Information shown:
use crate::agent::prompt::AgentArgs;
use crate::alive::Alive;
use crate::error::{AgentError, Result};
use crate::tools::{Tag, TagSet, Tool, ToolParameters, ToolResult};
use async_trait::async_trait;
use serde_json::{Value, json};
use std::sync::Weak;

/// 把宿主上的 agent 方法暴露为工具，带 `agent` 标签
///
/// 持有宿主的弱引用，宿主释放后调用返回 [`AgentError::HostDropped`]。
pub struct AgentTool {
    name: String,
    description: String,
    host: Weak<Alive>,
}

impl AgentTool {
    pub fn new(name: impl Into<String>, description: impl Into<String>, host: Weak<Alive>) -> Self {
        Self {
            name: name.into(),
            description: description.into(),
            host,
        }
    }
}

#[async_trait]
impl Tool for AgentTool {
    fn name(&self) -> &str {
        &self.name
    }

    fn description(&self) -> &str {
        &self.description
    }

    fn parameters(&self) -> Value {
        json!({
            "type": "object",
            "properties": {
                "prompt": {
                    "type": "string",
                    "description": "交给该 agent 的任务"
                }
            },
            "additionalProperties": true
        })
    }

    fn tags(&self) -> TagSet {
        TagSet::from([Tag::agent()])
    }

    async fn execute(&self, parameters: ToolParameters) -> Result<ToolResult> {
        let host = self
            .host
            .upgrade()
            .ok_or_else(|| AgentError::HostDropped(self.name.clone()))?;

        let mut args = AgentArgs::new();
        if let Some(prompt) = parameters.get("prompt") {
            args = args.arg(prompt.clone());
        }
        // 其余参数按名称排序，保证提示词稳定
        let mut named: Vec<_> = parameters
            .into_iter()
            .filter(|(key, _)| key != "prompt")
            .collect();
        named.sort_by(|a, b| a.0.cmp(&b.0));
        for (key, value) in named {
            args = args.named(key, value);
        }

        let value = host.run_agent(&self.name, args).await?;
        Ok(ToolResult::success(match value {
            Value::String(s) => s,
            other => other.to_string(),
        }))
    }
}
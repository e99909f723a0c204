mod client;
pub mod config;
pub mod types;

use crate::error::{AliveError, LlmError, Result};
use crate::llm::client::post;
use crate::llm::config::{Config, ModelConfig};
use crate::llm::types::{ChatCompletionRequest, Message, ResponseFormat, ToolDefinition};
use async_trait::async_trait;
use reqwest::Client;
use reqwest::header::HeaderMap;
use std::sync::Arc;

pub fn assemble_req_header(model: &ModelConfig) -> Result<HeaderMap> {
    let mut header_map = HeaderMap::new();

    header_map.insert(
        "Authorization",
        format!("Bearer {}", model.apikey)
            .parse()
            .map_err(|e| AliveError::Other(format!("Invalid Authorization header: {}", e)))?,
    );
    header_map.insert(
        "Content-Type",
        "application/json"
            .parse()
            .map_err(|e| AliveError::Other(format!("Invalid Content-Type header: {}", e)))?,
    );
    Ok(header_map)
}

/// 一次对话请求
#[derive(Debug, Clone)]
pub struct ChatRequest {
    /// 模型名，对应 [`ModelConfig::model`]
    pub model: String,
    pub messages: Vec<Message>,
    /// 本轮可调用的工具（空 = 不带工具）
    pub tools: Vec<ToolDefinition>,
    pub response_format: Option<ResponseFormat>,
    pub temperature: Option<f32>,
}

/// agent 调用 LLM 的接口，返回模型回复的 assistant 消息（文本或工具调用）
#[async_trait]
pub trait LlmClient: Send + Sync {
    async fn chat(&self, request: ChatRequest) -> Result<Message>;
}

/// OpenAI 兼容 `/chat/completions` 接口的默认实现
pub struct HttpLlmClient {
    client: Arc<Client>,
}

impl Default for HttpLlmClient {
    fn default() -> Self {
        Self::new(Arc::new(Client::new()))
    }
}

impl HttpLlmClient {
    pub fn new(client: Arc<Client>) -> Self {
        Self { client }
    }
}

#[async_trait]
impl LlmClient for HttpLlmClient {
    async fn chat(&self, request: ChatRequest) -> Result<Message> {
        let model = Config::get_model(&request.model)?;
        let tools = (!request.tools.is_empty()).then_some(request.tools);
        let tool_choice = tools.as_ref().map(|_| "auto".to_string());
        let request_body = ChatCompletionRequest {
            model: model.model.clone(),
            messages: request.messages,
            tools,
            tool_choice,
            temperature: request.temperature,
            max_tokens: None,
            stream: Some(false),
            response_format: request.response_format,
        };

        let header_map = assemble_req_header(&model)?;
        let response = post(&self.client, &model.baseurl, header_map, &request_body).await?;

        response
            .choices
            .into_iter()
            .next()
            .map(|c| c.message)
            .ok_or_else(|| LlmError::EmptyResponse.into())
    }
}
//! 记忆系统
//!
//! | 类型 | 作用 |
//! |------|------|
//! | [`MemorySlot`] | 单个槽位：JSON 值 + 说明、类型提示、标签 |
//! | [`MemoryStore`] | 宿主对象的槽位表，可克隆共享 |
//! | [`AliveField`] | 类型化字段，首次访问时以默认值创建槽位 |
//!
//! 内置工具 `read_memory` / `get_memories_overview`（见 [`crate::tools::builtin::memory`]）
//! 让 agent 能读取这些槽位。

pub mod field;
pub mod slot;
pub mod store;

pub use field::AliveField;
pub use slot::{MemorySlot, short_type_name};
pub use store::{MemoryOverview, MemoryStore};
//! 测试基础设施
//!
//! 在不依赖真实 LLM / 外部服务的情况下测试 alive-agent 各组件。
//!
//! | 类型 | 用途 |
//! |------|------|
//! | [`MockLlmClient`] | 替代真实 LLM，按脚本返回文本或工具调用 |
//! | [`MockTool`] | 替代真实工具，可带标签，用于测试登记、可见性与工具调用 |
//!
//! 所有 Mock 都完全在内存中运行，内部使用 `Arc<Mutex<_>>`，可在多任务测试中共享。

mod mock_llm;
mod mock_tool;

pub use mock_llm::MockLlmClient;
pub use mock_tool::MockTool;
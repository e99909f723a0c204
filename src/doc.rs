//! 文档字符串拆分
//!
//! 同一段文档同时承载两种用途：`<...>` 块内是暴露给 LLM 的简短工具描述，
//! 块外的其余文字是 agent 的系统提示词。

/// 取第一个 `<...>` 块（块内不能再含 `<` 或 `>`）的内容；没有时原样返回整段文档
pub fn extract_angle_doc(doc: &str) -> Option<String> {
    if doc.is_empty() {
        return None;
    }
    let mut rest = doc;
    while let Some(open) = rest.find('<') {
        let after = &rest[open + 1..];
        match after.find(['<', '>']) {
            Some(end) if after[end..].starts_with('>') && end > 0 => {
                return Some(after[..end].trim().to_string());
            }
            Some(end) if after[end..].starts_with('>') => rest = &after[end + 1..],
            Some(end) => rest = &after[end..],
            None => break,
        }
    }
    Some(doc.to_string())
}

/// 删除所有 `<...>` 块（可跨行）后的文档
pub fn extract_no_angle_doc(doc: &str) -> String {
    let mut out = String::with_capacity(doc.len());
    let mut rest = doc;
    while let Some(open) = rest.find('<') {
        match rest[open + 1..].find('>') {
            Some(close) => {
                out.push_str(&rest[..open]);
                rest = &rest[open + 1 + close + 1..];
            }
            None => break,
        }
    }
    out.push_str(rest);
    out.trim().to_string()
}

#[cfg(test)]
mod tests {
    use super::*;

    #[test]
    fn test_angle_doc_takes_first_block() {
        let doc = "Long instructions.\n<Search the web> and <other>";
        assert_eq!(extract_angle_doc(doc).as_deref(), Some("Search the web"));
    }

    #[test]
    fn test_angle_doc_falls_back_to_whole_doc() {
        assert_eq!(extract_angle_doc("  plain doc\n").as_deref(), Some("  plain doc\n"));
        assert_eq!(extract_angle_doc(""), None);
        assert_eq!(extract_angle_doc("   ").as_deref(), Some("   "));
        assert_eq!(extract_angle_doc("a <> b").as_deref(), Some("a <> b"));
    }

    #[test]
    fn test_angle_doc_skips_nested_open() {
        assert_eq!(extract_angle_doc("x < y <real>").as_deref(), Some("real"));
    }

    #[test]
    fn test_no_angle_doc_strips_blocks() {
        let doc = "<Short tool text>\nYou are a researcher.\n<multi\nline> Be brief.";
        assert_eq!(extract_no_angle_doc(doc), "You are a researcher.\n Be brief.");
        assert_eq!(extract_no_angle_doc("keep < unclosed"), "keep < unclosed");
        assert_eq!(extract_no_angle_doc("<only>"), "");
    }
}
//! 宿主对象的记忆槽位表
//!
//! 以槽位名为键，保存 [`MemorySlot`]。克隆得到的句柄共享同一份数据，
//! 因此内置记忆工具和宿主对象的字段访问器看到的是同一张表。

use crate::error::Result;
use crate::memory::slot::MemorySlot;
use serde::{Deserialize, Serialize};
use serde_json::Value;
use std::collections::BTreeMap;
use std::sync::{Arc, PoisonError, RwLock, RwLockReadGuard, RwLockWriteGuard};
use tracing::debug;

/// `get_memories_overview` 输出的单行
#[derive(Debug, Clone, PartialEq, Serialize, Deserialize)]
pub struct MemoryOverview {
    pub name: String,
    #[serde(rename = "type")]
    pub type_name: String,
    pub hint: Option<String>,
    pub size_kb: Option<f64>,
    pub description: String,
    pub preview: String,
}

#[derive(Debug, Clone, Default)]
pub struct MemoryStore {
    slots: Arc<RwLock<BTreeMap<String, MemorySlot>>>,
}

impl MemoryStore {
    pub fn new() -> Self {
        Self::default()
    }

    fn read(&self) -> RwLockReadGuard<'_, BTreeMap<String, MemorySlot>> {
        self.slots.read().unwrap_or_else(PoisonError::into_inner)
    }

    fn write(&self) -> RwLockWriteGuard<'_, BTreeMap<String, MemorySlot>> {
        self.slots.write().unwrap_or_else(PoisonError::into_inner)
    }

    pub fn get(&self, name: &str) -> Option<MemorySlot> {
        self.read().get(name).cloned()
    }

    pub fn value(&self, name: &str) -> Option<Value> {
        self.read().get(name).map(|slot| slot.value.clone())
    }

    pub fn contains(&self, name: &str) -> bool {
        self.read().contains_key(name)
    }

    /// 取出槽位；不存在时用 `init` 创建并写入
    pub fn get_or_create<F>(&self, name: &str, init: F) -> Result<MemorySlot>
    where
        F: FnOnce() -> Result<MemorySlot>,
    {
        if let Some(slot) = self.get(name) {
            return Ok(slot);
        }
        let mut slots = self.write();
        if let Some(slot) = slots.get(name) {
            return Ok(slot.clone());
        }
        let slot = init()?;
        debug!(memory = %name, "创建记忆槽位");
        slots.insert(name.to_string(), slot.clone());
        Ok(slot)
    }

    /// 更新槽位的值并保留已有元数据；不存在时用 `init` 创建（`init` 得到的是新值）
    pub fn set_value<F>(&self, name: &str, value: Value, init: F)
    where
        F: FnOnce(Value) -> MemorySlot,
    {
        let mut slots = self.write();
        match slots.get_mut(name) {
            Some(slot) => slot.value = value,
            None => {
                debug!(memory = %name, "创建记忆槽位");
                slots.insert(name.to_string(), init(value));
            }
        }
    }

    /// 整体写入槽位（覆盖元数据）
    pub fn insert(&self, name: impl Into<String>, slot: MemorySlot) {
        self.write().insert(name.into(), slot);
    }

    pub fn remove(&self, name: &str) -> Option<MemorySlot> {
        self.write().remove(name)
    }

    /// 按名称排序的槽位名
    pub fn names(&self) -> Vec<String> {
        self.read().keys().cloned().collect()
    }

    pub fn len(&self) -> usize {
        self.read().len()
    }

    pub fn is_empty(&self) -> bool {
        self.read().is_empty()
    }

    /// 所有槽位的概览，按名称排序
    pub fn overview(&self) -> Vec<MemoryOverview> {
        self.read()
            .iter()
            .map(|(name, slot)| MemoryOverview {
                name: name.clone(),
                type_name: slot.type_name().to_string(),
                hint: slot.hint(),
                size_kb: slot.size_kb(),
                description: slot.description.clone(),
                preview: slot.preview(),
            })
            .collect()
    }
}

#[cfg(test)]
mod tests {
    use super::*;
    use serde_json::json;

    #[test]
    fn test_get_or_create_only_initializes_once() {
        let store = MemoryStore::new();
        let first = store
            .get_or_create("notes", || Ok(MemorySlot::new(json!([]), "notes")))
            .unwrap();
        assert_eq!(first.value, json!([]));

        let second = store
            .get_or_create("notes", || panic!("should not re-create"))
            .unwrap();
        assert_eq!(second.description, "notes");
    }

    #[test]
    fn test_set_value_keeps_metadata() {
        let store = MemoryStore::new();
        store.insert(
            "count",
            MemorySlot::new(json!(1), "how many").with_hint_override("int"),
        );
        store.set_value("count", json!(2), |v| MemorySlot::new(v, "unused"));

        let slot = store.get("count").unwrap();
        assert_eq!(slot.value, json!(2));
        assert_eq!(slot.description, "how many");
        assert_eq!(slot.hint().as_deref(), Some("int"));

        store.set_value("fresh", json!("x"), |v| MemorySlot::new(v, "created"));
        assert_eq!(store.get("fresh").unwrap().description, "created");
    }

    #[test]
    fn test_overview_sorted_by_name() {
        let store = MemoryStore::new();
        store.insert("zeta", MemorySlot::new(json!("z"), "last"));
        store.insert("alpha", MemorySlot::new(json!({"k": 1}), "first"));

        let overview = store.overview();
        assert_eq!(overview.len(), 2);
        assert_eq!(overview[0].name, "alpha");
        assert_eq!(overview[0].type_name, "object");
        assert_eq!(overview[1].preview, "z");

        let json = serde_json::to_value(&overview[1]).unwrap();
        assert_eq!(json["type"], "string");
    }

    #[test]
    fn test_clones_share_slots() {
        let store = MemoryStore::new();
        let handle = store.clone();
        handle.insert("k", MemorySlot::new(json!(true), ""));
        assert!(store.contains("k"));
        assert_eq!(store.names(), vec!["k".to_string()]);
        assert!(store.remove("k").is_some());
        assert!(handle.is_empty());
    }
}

---

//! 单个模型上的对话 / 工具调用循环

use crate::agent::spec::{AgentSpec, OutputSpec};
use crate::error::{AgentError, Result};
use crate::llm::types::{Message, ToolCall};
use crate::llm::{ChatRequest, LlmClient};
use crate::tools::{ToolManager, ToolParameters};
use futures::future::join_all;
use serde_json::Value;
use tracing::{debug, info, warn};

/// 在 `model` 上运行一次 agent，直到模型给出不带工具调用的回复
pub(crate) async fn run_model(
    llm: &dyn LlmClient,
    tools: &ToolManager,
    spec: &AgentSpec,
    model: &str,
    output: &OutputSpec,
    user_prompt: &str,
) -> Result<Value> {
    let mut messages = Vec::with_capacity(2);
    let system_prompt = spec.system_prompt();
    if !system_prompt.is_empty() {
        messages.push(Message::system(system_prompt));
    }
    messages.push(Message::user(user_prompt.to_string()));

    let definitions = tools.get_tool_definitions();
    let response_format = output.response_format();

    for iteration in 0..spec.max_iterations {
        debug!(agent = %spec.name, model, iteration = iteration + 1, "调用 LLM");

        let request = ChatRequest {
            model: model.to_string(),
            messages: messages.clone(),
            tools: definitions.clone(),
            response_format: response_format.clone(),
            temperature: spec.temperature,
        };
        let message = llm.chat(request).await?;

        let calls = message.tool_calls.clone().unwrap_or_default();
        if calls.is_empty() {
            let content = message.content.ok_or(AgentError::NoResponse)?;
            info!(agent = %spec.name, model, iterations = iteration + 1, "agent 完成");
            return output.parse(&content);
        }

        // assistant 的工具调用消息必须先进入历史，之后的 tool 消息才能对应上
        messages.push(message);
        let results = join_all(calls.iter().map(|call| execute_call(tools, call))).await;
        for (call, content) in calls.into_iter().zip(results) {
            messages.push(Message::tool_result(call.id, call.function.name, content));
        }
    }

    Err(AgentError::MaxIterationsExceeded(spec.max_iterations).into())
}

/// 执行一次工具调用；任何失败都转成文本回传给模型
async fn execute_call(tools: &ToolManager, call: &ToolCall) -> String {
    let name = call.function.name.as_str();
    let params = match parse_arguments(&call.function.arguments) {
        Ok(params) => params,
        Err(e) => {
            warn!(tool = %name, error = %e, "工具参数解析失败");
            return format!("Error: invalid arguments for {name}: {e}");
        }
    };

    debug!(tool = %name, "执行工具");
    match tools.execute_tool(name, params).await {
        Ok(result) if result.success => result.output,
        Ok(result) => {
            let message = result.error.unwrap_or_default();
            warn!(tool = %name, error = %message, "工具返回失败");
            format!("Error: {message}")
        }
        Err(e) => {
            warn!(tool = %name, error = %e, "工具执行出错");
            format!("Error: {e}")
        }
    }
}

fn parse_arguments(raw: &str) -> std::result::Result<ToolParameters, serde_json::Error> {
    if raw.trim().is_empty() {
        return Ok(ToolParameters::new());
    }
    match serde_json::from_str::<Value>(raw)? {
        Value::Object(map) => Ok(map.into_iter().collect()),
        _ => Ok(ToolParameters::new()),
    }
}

Problem statement: Search the records above for "AliveError" and copy every line that has it.

Answer space:
use crate::error::{AliveError, LlmError, Result};
            .map_err(|e| AliveError::Other(format!("Invalid Authorization header: {}", e)))?,
            .map_err(|e| AliveError::Other(format!("Invalid Content-Type header: {}", e)))?,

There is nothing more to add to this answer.